When you spot the word "form" in a line of the data below, copy that line.

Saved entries
━━━━━━━━
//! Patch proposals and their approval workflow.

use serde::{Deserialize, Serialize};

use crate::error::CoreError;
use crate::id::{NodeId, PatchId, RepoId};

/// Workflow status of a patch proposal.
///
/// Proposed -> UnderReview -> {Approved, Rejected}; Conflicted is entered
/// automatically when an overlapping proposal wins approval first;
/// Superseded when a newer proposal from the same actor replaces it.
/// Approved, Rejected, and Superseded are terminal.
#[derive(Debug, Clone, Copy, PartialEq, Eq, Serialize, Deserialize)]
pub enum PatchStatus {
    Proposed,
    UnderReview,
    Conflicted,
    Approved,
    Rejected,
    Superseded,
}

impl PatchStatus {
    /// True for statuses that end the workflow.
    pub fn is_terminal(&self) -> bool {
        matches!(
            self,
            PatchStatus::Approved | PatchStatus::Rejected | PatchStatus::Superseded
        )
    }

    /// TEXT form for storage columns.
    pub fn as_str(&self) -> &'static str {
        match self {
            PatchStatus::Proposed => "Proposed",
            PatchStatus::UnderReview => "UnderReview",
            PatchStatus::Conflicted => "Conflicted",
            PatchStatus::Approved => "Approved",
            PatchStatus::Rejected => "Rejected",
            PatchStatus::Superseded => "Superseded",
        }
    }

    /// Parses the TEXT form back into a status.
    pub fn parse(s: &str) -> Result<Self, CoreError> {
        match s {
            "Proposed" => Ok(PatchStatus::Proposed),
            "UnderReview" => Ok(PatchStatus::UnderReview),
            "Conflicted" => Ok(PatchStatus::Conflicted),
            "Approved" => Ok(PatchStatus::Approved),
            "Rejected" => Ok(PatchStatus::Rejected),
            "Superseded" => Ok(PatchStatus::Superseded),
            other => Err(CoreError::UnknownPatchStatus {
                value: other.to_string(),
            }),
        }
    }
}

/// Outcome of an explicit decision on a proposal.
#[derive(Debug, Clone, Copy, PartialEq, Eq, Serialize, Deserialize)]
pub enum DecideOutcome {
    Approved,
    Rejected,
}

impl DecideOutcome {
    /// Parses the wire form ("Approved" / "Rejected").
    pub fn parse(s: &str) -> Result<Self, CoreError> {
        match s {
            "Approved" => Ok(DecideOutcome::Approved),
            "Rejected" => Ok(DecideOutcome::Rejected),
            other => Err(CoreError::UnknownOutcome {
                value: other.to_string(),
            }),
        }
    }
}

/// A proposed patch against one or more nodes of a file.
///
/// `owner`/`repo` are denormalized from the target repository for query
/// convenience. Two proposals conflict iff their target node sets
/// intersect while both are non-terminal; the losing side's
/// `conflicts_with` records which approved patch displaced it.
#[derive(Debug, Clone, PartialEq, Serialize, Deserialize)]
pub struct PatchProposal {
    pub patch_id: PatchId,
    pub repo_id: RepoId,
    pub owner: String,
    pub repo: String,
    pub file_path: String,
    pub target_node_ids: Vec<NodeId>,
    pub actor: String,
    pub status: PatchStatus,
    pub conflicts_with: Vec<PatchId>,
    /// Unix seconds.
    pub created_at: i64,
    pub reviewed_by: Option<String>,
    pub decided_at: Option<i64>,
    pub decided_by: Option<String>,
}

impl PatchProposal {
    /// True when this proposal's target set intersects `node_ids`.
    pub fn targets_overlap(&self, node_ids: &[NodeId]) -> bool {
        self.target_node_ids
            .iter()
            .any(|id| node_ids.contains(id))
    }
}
━━━━━━━━
> **Solution to this task**
    /// TEXT form for storage columns.
    /// Parses the TEXT form back into a status.
    /// Parses the wire form ("Approved" / "Rejected").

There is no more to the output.